Data to use:
• • • • •

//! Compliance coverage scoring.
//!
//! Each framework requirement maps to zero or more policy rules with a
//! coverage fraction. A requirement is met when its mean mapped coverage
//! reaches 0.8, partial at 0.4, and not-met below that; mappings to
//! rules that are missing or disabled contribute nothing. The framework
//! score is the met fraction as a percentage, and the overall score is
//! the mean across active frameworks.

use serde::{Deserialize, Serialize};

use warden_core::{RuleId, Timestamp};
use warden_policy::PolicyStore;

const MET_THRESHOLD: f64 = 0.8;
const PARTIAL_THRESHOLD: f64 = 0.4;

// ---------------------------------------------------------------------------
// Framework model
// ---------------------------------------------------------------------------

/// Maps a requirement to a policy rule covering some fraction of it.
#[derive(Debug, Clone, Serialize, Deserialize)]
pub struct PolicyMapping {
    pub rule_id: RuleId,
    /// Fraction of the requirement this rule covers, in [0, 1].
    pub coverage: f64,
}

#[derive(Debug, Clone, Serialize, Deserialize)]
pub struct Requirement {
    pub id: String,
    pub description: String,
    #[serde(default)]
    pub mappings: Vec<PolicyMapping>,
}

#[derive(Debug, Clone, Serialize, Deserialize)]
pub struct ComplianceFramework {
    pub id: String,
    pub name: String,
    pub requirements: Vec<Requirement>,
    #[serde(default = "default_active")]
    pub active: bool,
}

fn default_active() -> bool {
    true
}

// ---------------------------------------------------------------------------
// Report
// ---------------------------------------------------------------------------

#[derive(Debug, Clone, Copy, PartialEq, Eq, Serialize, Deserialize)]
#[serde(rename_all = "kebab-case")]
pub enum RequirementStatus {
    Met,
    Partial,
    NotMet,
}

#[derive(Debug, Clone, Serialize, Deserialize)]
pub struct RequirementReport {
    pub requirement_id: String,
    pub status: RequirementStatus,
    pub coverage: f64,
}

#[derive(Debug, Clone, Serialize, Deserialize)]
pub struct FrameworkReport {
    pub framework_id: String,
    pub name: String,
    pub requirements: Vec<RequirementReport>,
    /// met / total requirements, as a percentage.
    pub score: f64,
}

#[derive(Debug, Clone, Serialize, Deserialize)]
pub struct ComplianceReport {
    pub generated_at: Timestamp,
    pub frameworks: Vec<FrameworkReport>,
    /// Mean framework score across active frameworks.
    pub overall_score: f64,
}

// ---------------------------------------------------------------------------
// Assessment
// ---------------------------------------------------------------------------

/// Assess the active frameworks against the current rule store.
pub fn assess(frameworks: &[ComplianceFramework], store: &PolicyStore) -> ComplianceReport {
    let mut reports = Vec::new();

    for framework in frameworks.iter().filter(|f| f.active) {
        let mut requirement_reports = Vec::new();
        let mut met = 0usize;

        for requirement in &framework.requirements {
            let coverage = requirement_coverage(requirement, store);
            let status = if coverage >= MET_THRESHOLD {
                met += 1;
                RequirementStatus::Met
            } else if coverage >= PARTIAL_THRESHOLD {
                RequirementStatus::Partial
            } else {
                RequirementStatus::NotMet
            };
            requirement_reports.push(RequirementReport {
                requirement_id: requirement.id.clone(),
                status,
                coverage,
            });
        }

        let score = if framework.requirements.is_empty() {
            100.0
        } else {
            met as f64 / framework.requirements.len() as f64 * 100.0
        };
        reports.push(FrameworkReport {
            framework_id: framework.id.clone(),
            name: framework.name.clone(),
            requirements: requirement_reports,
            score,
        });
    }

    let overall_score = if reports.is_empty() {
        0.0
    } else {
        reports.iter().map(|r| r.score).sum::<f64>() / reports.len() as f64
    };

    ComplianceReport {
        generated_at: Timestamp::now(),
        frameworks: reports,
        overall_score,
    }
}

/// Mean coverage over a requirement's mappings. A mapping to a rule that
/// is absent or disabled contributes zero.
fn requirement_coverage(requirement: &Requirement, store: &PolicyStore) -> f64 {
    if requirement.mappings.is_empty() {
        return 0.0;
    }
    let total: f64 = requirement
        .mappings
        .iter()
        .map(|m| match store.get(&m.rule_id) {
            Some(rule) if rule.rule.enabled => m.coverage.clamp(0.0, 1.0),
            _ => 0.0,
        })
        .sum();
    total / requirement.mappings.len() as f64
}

• • • • •

The problem:
Starting with the first line of the entries and ending with the line that has "pub struct RequirementReport", copy each line exactly and add nothing.

Final answer:
//! Compliance coverage scoring.
//!
//! Each framework requirement maps to zero or more policy rules with a
//! coverage fraction. A requirement is met when its mean mapped coverage
//! reaches 0.8, partial at 0.4, and not-met below that; mappings to
//! rules that are missing or disabled contribute nothing. The framework
//! score is the met fraction as a percentage, and the overall score is
//! the mean across active frameworks.

use serde::{Deserialize, Serialize};

use warden_core::{RuleId, Timestamp};
use warden_policy::PolicyStore;

const MET_THRESHOLD: f64 = 0.8;
const PARTIAL_THRESHOLD: f64 = 0.4;

// ---------------------------------------------------------------------------
// Framework model
// ---------------------------------------------------------------------------

/// Maps a requirement to a policy rule covering some fraction of it.
#[derive(Debug, Clone, Serialize, Deserialize)]
pub struct PolicyMapping {
    pub rule_id: RuleId,
    /// Fraction of the requirement this rule covers, in [0, 1].
    pub coverage: f64,
}

#[derive(Debug, Clone, Serialize, Deserialize)]
pub struct Requirement {
    pub id: String,
    pub description: String,
    #[serde(default)]
    pub mappings: Vec<PolicyMapping>,
}

#[derive(Debug, Clone, Serialize, Deserialize)]
pub struct ComplianceFramework {
    pub id: String,
    pub name: String,
    pub requirements: Vec<Requirement>,
    #[serde(default = "default_active")]
    pub active: bool,
}

fn default_active() -> bool {
    true
}

// ---------------------------------------------------------------------------
// Report
// ---------------------------------------------------------------------------

#[derive(Debug, Clone, Copy, PartialEq, Eq, Serialize, Deserialize)]
#[serde(rename_all = "kebab-case")]
pub enum RequirementStatus {
    Met,
    Partial,
    NotMet,
}

#[derive(Debug, Clone, Serialize, Deserialize)]
pub struct RequirementReport {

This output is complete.